Find each line of the material below in which the word "candidates" occurs, and return it.
*** Task material Section Begins ***
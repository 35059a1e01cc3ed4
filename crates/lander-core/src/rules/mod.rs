//! Pure validation rules applied before any write touches storage

pub mod sections;
pub mod validation;

pub use sections::{prepare_sections, validate_section_input};
pub use validation::{
    resolve_status, validate_axes, validate_name, validate_new_variant, validate_patch,
    validate_slug, validate_snapshot_slug, validate_weight,
};
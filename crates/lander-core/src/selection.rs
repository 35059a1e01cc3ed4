//! Weighted random variant selection
//!
//! Draws a uniform integer in `[0, total)` and walks the candidates
//! accumulating weight; the first variant whose cumulative weight exceeds the
//! draw wins. When every active weight is zero the choice is uniform.

use rand::Rng;

use crate::errors::{ExError, ExErrorKind, Result};
use crate::model::Variant;

/// Pick one active variant from `candidates`
///
/// Non-active entries are ignored. The caller owns the random source so that a
/// single process-lifetime generator can serve every draw.
///
/// # Errors
/// `NoActiveVariants` when no candidate is active.
pub fn select_weighted<'a, R>(candidates: &'a [Variant], rng: &mut R) -> Result<&'a Variant>
where
    R: Rng + ?Sized,
{
    let active: Vec<&Variant> = candidates.iter().filter(|v| v.is_active()).collect();
    if active.is_empty() {
        return Err(ExError::new(ExErrorKind::NoActiveVariants)
            .with_op("select_variant")
            .with_message("No active variants to select from"));
    }

    let total: i64 = active.iter().map(|v| v.weight.max(0)).sum();
    if total == 0 {
        return Ok(active[rng.gen_range(0..active.len())]);
    }

    let draw = rng.gen_range(0..total);
    let mut cumulative = 0i64;
    for variant in &active {
        cumulative += variant.weight.max(0);
        if cumulative > draw {
            return Ok(variant);
        }
    }

    // Unreachable while draw < total; keep a deterministic answer regardless
    Ok(active[active.len() - 1])
}
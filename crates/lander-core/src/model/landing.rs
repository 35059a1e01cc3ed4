//! Landing page read-model assembled per request

use serde::{Deserialize, Serialize};
use std::collections::BTreeMap;

use super::header::HeaderConfig;
use super::section::ContentSection;

/// Resolved variant as exposed to the page
#[derive(Debug, Clone, PartialEq, Serialize, Deserialize)]
pub struct VariantSummary {
    #[serde(default, skip_serializing_if = "Option::is_none")]
    pub id: Option<String>,
    pub slug: String,
    #[serde(default)]
    pub name: String,
    #[serde(default)]
    pub axes: BTreeMap<String, String>,
}

/// Section as rendered by the page
#[derive(Debug, Clone, PartialEq, Serialize, Deserialize)]
pub struct LandingSection {
    #[serde(default, skip_serializing_if = "Option::is_none")]
    pub id: Option<String>,
    pub section_type: String,
    pub content: serde_json::Value,
    pub order: i64,
    pub enabled: bool,
}

impl LandingSection {
    pub fn is_hero(&self) -> bool {
        self.section_type.trim().eq_ignore_ascii_case("hero")
    }
}

impl From<ContentSection> for LandingSection {
    fn from(section: ContentSection) -> Self {
        Self {
            id: Some(section.id),
            section_type: section.section_type,
            content: section.content,
            order: section.order,
            enabled: section.enabled,
        }
    }
}

/// One purchasable plan
#[derive(Debug, Clone, PartialEq, Serialize, Deserialize)]
pub struct PricingPlan {
    pub id: String,
    pub name: String,
    #[serde(default, skip_serializing_if = "Option::is_none")]
    pub monthly_price_cents: Option<i64>,
    #[serde(default, skip_serializing_if = "Option::is_none")]
    pub annual_price_cents: Option<i64>,
    #[serde(default)]
    pub features: Vec<String>,
    #[serde(default)]
    pub highlighted: bool,
}

/// Pricing catalog overview returned by the pricing provider
#[derive(Debug, Clone, PartialEq, Serialize, Deserialize)]
pub struct PricingOverview {
    pub currency: String,
    pub plans: Vec<PricingPlan>,
}

impl PricingOverview {
    pub fn is_empty(&self) -> bool {
        self.plans.is_empty()
    }
}

/// Downloadable application entry
#[derive(Debug, Clone, PartialEq, Serialize, Deserialize)]
pub struct DownloadApp {
    pub id: String,
    pub name: String,
    pub platform: String,
    pub url: String,
    #[serde(default, skip_serializing_if = "Option::is_none")]
    pub version: Option<String>,
}

/// Site branding, merged best-effort
#[derive(Debug, Clone, PartialEq, Serialize, Deserialize)]
pub struct Branding {
    pub site_name: String,
    #[serde(default, skip_serializing_if = "Option::is_none")]
    pub logo_url: Option<String>,
    #[serde(default, skip_serializing_if = "Option::is_none")]
    pub primary_color: Option<String>,
    #[serde(default, skip_serializing_if = "Option::is_none")]
    pub favicon_url: Option<String>,
}

/// Complete page configuration
///
/// `fallback` is true when the baked-in offline payload was substituted for
/// live resolution.
#[derive(Debug, Clone, PartialEq, Serialize, Deserialize)]
pub struct LandingConfigResponse {
    pub variant: VariantSummary,
    pub sections: Vec<LandingSection>,
    pub pricing: PricingOverview,
    pub downloads: Vec<DownloadApp>,
    pub header: HeaderConfig,
    #[serde(default, skip_serializing_if = "Option::is_none")]
    pub branding: Option<Branding>,
    pub fallback: bool,
}

impl LandingConfigResponse {
    pub fn has_hero(&self) -> bool {
        self.sections.iter().any(LandingSection::is_hero)
    }
}
//! Repository layer for persisting domain models to SQLite

pub mod axis_repo;
pub mod section_repo;
pub mod variant_repo;

pub use axis_repo::AxisRepo;
pub use section_repo::SectionRepo;
pub use variant_repo::VariantRepo;

use chrono::{DateTime, Utc};

/// Timestamps are stored as UTC milliseconds
pub(crate) fn to_millis(ts: DateTime<Utc>) -> i64 {
    ts.timestamp_millis()
}

pub(crate) fn from_millis(ms: i64) -> DateTime<Utc> {
    DateTime::from_timestamp_millis(ms).unwrap_or_else(Utc::now)
}

/// Current time truncated to storage precision
pub(crate) fn now() -> DateTime<Utc> {
    from_millis(to_millis(Utc::now()))
}
//! Observability collaborator
//!
//! Decision points in the aggregator and the engine commands report through an
//! injected [`Observer`] instead of free logging calls, so tests can assert on
//! exactly which degradations happened.

use parking_lot::Mutex;
use std::collections::BTreeMap;

use lander_core_types::schema::{
    EVENT_SYNC_APPLIED, FIELD_ERROR, FIELD_REASON, FIELD_REQUEST_ID, FIELD_VARIANT_ID,
    FIELD_VARIANT_SLUG,
};

/// Keys emitted as their own tracing fields; anything else goes into `fields`
const STRUCTURED_KEYS: [&str; 5] = [
    FIELD_REASON,
    FIELD_VARIANT_SLUG,
    FIELD_ERROR,
    FIELD_REQUEST_ID,
    FIELD_VARIANT_ID,
];

/// Receives named events with flat string fields
pub trait Observer: Send + Sync {
    fn event(&self, name: &str, fields: &[(&str, String)]);
}

/// Forwards events to `tracing`
#[derive(Debug, Clone, Copy, Default)]
pub struct TracingObserver;

impl Observer for TracingObserver {
    fn event(&self, name: &str, fields: &[(&str, String)]) {
        let lookup = |key: &str| {
            fields
                .iter()
                .find(|(k, _)| *k == key)
                .map(|(_, v)| v.as_str())
        };
        let reason = lookup(FIELD_REASON);
        let slug = lookup(FIELD_VARIANT_SLUG);
        let error = lookup(FIELD_ERROR);
        let request_id = lookup(FIELD_REQUEST_ID);
        let variant_id = lookup(FIELD_VARIANT_ID);

        let extras = fields
            .iter()
            .filter(|(k, _)| !STRUCTURED_KEYS.contains(k))
            .map(|(k, v)| format!("{}={}", k, v))
            .collect::<Vec<_>>()
            .join(" ");
        let extras = (!extras.is_empty()).then_some(extras);

        if name == EVENT_SYNC_APPLIED {
            tracing::info!(
                target: "lander::observer",
                event = name,
                request_id,
                fields = extras.as_deref(),
            );
        } else {
            tracing::warn!(
                target: "lander::observer",
                event = name,
                reason,
                slug,
                error,
                request_id,
                variant_id,
                fields = extras.as_deref(),
            );
        }
    }
}

/// An event captured by [`RecordingObserver`]
#[derive(Debug, Clone, PartialEq, Eq)]
pub struct ObservedEvent {
    pub name: String,
    pub fields: BTreeMap<String, String>,
}

impl ObservedEvent {
    pub fn field(&self, key: &str) -> Option<&str> {
        self.fields.get(key).map(String::as_str)
    }
}

/// Keeps every event in memory
#[derive(Debug, Default)]
pub struct RecordingObserver {
    events: Mutex<Vec<ObservedEvent>>,
}

impl RecordingObserver {
    pub fn new() -> Self {
        Self::default()
    }

    pub fn events(&self) -> Vec<ObservedEvent> {
        self.events.lock().clone()
    }

    pub fn events_named(&self, name: &str) -> Vec<ObservedEvent> {
        self.events
            .lock()
            .iter()
            .filter(|e| e.name == name)
            .cloned()
            .collect()
    }

    pub fn clear(&self) {
        self.events.lock().clear();
    }
}

impl Observer for RecordingObserver {
    fn event(&self, name: &str, fields: &[(&str, String)]) {
        self.events.lock().push(ObservedEvent {
            name: name.to_string(),
            fields: fields
                .iter()
                .map(|(k, v)| (k.to_string(), v.clone()))
                .collect(),
        });
    }
}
*** Task material Section Ends ***
- _Answer space_
//! Draws a uniform integer in `[0, total)` and walks the candidates
/// Pick one active variant from `candidates`
pub fn select_weighted<'a, R>(candidates: &'a [Variant], rng: &mut R) -> Result<&'a Variant>
    let active: Vec<&Variant> = candidates.iter().filter(|v| v.is_active()).collect();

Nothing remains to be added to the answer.